───── GIVEN RECORDS ─────

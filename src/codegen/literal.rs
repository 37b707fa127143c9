//! Literal parsing and rendering.
//!
//! Source values arrive as loosely typed scalars; the declared type decides
//! how they are read:
//!
//! - `#0EA5E9` / `#fff` / `#0EA5E980` → colour
//! - `rgb(14, 165, 233)` / `rgba(0, 0, 0, 0.5)` / `transparent` → colour
//! - `4` / `"1.5"` → number or dimension
//!
//! This module provides the parsers plus the shape check shared by the
//! resolver and the formatter.

use crate::token::{Scalar, TokenType};

/// Decimal places kept when rendering computed dimensions.
const NUMBER_PRECISION: f64 = 10_000.0;

/// Decimal places kept when rendering alpha channels.
const ALPHA_PRECISION: f64 = 1_000.0;

/// A parsed colour.
#[derive(Debug, Clone, PartialEq)]
pub struct Color {
    /// Red channel.
    pub r: u8,
    /// Green channel.
    pub g: u8,
    /// Blue channel.
    pub b: u8,
    /// Alpha in `0.0..=1.0`.
    pub alpha: f64,
    /// Source spelling when it already is a 6-digit hex (after expanding
    /// the 3-digit form); emitted byte-for-byte.
    canonical: Option<String>,
}

impl Color {
    /// Create an opaque colour from channels.
    pub fn rgb(r: u8, g: u8, b: u8) -> Self {
        Self::rgba(r, g, b, 1.0)
    }

    /// Create a colour with alpha.
    pub fn rgba(r: u8, g: u8, b: u8, alpha: f64) -> Self {
        Self {
            r,
            g,
            b,
            alpha: alpha.clamp(0.0, 1.0),
            canonical: None,
        }
    }

    /// Whether the colour is partially transparent.
    pub fn is_translucent(&self) -> bool {
        self.alpha < 1.0
    }

    /// Render the colour for an artifact.
    ///
    /// Opaque colours render as 6-digit hex, translucent ones as
    /// `rgba(r, g, b, a)`; 8-digit hex is never produced.
    pub fn render(&self) -> String {
        if self.is_translucent() {
            let alpha = (self.alpha * ALPHA_PRECISION).round() / ALPHA_PRECISION;
            return format!(
                "rgba({}, {}, {}, {})",
                self.r,
                self.g,
                self.b,
                format_number(alpha)
            );
        }
        match &self.canonical {
            Some(hex) => hex.clone(),
            None => format!("#{:02X}{:02X}{:02X}", self.r, self.g, self.b),
        }
    }
}

/// Parse a colour literal.
///
/// Supports:
/// - `#rgb` (expanded to `#rrggbb`, case preserved)
/// - `#rrggbb`
/// - `#rrggbbaa`
/// - `rgb(r, g, b)` and `rgba(r, g, b, a)` with `a` as fraction or percentage
/// - `transparent`
pub fn parse_color(s: &str) -> Option<Color> {
    let s = s.trim();

    if s.eq_ignore_ascii_case("transparent") {
        return Some(Color::rgba(0, 0, 0, 0.0));
    }

    if let Some(hex) = s.strip_prefix('#') {
        return parse_hex(hex);
    }

    let lower = s.to_ascii_lowercase();
    if let Some(args) = lower
        .strip_prefix("rgba(")
        .or_else(|| lower.strip_prefix("rgb("))
        .and_then(|rest| rest.strip_suffix(')'))
    {
        return parse_rgb_args(args);
    }

    None
}

fn parse_hex(hex: &str) -> Option<Color> {
    if !hex.bytes().all(|b| b.is_ascii_hexdigit()) {
        return None;
    }

    match hex.len() {
        // #rgb → #rrggbb
        3 => {
            let expanded: String = hex.chars().flat_map(|c| [c, c]).collect();
            let mut color = parse_hex(&expanded)?;
            color.canonical = Some(format!("#{expanded}"));
            Some(color)
        }
        6 => {
            let mut color = Color::rgb(
                parse_hex_byte(&hex[0..2])?,
                parse_hex_byte(&hex[2..4])?,
                parse_hex_byte(&hex[4..6])?,
            );
            color.canonical = Some(format!("#{hex}"));
            Some(color)
        }
        8 => {
            let a = parse_hex_byte(&hex[6..8])?;
            Some(Color::rgba(
                parse_hex_byte(&hex[0..2])?,
                parse_hex_byte(&hex[2..4])?,
                parse_hex_byte(&hex[4..6])?,
                f64::from(a) / 255.0,
            ))
        }
        _ => None,
    }
}

fn parse_hex_byte(s: &str) -> Option<u8> {
    u8::from_str_radix(s, 16).ok()
}

fn parse_rgb_args(args: &str) -> Option<Color> {
    let parts: Vec<&str> = args.split(',').map(str::trim).collect();
    let channel = |s: &str| {
        s.parse::<f64>()
            .ok()
            .filter(|n| (0.0..=255.0).contains(n))
            .map(|n| n.round() as u8)
    };

    match parts.as_slice() {
        [r, g, b] => Some(Color::rgb(channel(r)?, channel(g)?, channel(b)?)),
        [r, g, b, a] => Some(Color::rgba(
            channel(r)?,
            channel(g)?,
            channel(b)?,
            parse_alpha(a)?,
        )),
        _ => None,
    }
}

fn parse_alpha(s: &str) -> Option<f64> {
    let alpha = match s.strip_suffix('%') {
        Some(pct) => pct.trim().parse::<f64>().ok()? / 100.0,
        None => s.parse::<f64>().ok()?,
    };
    (0.0..=1.0).contains(&alpha).then_some(alpha)
}

/// Render a number as its shortest round-trip decimal.
///
/// Source numbers pass through unchanged; only `-0` is folded to `0`.
///
/// ```ignore
/// assert_eq!(format_number(16.0), "16");
/// assert_eq!(format_number(1.333333), "1.333333");
/// ```
pub fn format_number(n: f64) -> String {
    if n == 0.0 {
        return "0".to_string();
    }
    n.to_string()
}

/// Render a computed number, dropping float noise past four decimals.
///
/// ```ignore
/// assert_eq!(format_rounded(0.1 + 0.2), "0.3");
/// ```
pub fn format_rounded(n: f64) -> String {
    let scaled = n * NUMBER_PRECISION;
    // past ~1e304 there is no fraction left to round
    if !scaled.is_finite() {
        return format_number(n);
    }
    format_number(scaled.round() / NUMBER_PRECISION)
}

/// Check whether a terminal scalar has the shape its declared type needs.
pub fn matches_type(token_type: TokenType, value: &Scalar) -> bool {
    match token_type {
        TokenType::Color => value.as_text().and_then(parse_color).is_some(),
        TokenType::Dimension | TokenType::Number => value.as_number().is_some(),
        TokenType::String => value.as_text().is_some_and(is_safe_string),
    }
}

/// Strings must embed cleanly in a declaration block.
pub(crate) fn is_safe_string(s: &str) -> bool {
    !s.chars().any(|c| c.is_control() || matches!(c, ';' | '{' | '}'))
}
//! Literal parsing and per-target value formatting.
//!
//! # Modules
//!
//! - [`literal`] - colour/number parsing and the shared type check
//! - [`format`] - resolved value → stylesheet literal + native literal

mod format;
mod literal;

// Literals
pub use literal::{Color, format_number, format_rounded, matches_type, parse_color};

// Formatting
pub use format::{
    DEFAULT_DIMENSION_BASE, DEFAULT_DIMENSION_UNIT, FormattedTheme, FormattedToken, NativeValue, TypeFormatter,
};
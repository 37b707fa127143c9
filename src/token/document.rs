//! The unresolved token document.

use std::collections::BTreeMap;

use super::path::TokenPath;
use super::value::{RawValue, Theme, TokenType};

/// The atomic design value, as loaded from source.
#[derive(Debug, Clone, PartialEq)]
pub struct Token {
    /// Unique path within the theme.
    pub path: TokenPath,
    /// Declared type.
    pub token_type: TokenType,
    /// Literal or reference.
    pub raw: RawValue,
    /// Theme the token was defined in.
    pub theme: Theme,
    /// Free-form description carried from the source, if any.
    pub description: Option<String>,
}

/// Mapping from `(theme, path)` to [`Token`].
///
/// Built once by the loader and never mutated afterwards; every later stage
/// borrows it immutably.
#[derive(Debug, Clone, Default, PartialEq)]
pub struct TokenDocument {
    themes: BTreeMap<Theme, BTreeMap<TokenPath, Token>>,
}

impl TokenDocument {
    /// Build a document from tokens.
    ///
    /// Returns the first duplicate `(theme, path)` as `Err`. Duplicates
    /// between an overlay and `base` are also rejected, because both are
    /// visible from the overlay's scope.
    pub fn from_tokens<I>(tokens: I) -> Result<Self, Box<Token>>
    where
        I: IntoIterator<Item = Token>,
    {
        let mut doc = Self::default();
        for token in tokens {
            doc.insert(token)?;
        }
        Ok(doc)
    }

    pub(crate) fn insert(&mut self, token: Token) -> Result<(), Box<Token>> {
        if self.lookup(token.theme, &token.path).is_some() || self.shadows_overlay(&token) {
            return Err(Box::new(token));
        }
        self.themes
            .entry(token.theme)
            .or_default()
            .insert(token.path.clone(), token);
        Ok(())
    }

    // A base token added after overlays would collide with them.
    fn shadows_overlay(&self, token: &Token) -> bool {
        token.theme == Theme::Base
            && Theme::OVERLAYS
                .iter()
                .any(|theme| self.get(*theme, &token.path).is_some())
    }

    /// Get a token defined directly in `theme`.
    pub fn get(&self, theme: Theme, path: &TokenPath) -> Option<&Token> {
        self.themes.get(&theme).and_then(|tokens| tokens.get(path))
    }

    /// Look a path up in the scope visible from `theme`.
    pub fn lookup(&self, theme: Theme, path: &TokenPath) -> Option<&Token> {
        theme
            .scope()
            .iter()
            .find_map(|scope| self.get(*scope, path))
    }

    /// Tokens defined directly in `theme`, sorted by path.
    pub fn tokens(&self, theme: Theme) -> impl Iterator<Item = &Token> {
        self.themes
            .get(&theme)
            .into_iter()
            .flat_map(|tokens| tokens.values())
    }

    /// Paths defined directly in `theme`, sorted.
    pub fn paths(&self, theme: Theme) -> impl Iterator<Item = &TokenPath> {
        self.themes
            .get(&theme)
            .into_iter()
            .flat_map(|tokens| tokens.keys())
    }

    /// Every token visible from `theme`, sorted by path.
    pub fn scoped_tokens(&self, theme: Theme) -> Vec<&Token> {
        let mut tokens: Vec<&Token> = theme
            .scope()
            .iter()
            .flat_map(|scope| self.tokens(*scope))
            .collect();
        tokens.sort_by(|a, b| a.path.cmp(&b.path));
        tokens
    }

    /// Themes other than `theme` that define `path` directly.
    pub fn defined_elsewhere(&self, theme: Theme, path: &TokenPath) -> Vec<Theme> {
        Theme::ALL
            .into_iter()
            .filter(|other| !theme.scope().contains(other))
            .filter(|other| self.get(*other, path).is_some())
            .collect()
    }

    /// Number of tokens defined directly in `theme`.
    pub fn count(&self, theme: Theme) -> usize {
        self.themes.get(&theme).map_or(0, BTreeMap::len)
    }

    /// Total number of tokens across all themes.
    pub fn len(&self) -> usize {
        self.themes.values().map(BTreeMap::len).sum()
    }

    /// Whether the document holds no tokens.
    pub fn is_empty(&self) -> bool {
        self.len() == 0
    }
}

#[cfg(test)]
mod tests {
    use super::*;
    use crate::token::Scalar;

    fn token(theme: Theme, path: &str, value: &str) -> Token {
        Token {
            path: TokenPath::parse(path).unwrap(),
            token_type: TokenType::Color,
            raw: RawValue::parse_text(value).unwrap(),
            theme,
            description: None,
        }
    }

    #[test]
    fn test_lookup_sees_base_from_overlay() {
        let doc = TokenDocument::from_tokens([
            token(Theme::Base, "color.white", "#FFFFFF"),
            token(Theme::Light, "surface.primary", "{color.white}"),
        ])
        .unwrap();

        let white = TokenPath::parse("color.white").unwrap();
        assert!(doc.lookup(Theme::Light, &white).is_some());
        assert!(doc.lookup(Theme::Dark, &white).is_some());
        assert!(doc.get(Theme::Light, &white).is_none());
    }

    #[test]
    fn test_lookup_does_not_cross_overlays() {
        let doc = TokenDocument::from_tokens([token(Theme::Light, "surface.primary", "#FFFFFF")])
            .unwrap();
        let path = TokenPath::parse("surface.primary").unwrap();
        assert!(doc.lookup(Theme::Dark, &path).is_none());
        assert_eq!(doc.defined_elsewhere(Theme::Dark, &path), vec![Theme::Light]);
    }

    #[test]
    fn test_duplicate_rejected() {
        let result = TokenDocument::from_tokens([
            token(Theme::Light, "surface.primary", "#FFFFFF"),
            token(Theme::Light, "surface.primary", "#000000"),
        ]);
        let dup = result.unwrap_err();
        assert_eq!(dup.path.to_string(), "surface.primary");
        assert_eq!(dup.raw, RawValue::Literal(Scalar::Text("#000000".into())));
    }

    #[test]
    fn test_overlay_cannot_shadow_base() {
        let result = TokenDocument::from_tokens([
            token(Theme::Base, "color.white", "#FFFFFF"),
            token(Theme::Dark, "color.white", "#000000"),
        ]);
        assert!(result.is_err());

        let result = TokenDocument::from_tokens([
            token(Theme::Dark, "color.white", "#000000"),
            token(Theme::Base, "color.white", "#FFFFFF"),
        ]);
        assert!(result.is_err());
    }

    #[test]
    fn test_same_path_in_both_overlays() {
        let doc = TokenDocument::from_tokens([
            token(Theme::Light, "surface.primary", "#FFFFFF"),
            token(Theme::Dark, "surface.primary", "#0F172A"),
        ])
        .unwrap();
        assert_eq!(doc.len(), 2);
        assert_eq!(doc.scoped_tokens(Theme::Dark).len(), 1);
        let dark: Vec<String> = doc.paths(Theme::Dark).map(ToString::to_string).collect();
        assert_eq!(dark, ["surface.primary"]);
    }
}
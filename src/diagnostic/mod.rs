//! Build errors and their human-readable rendering.

mod error;
mod format;

pub use error::{Result, TokenError};
pub use format::{DiagnosticOptions, DisplayStyle, render};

─────

ACTION ITEM: Nothing beyond the lines from the start of the entries through the line with "const NUMBER_PRECISION: f64 = 10_000.0;" should appear. Repeat those lines exactly, both ends included.

WRITTEN SOLUTION:
filename src/codegen/literal.rs
repository 37b707fa127143c9
//! Literal parsing and rendering.
//!
//! Source values arrive as loosely typed scalars; the declared type decides
//! how they are read:
//!
//! - `#0EA5E9` / `#fff` / `#0EA5E980` → colour
//! - `rgb(14, 165, 233)` / `rgba(0, 0, 0, 0.5)` / `transparent` → colour
//! - `4` / `"1.5"` → number or dimension
//!
//! This module provides the parsers plus the shape check shared by the
//! resolver and the formatter.

use crate::token::{Scalar, TokenType};

/// Decimal places kept when rendering computed dimensions.
const NUMBER_PRECISION: f64 = 10_000.0;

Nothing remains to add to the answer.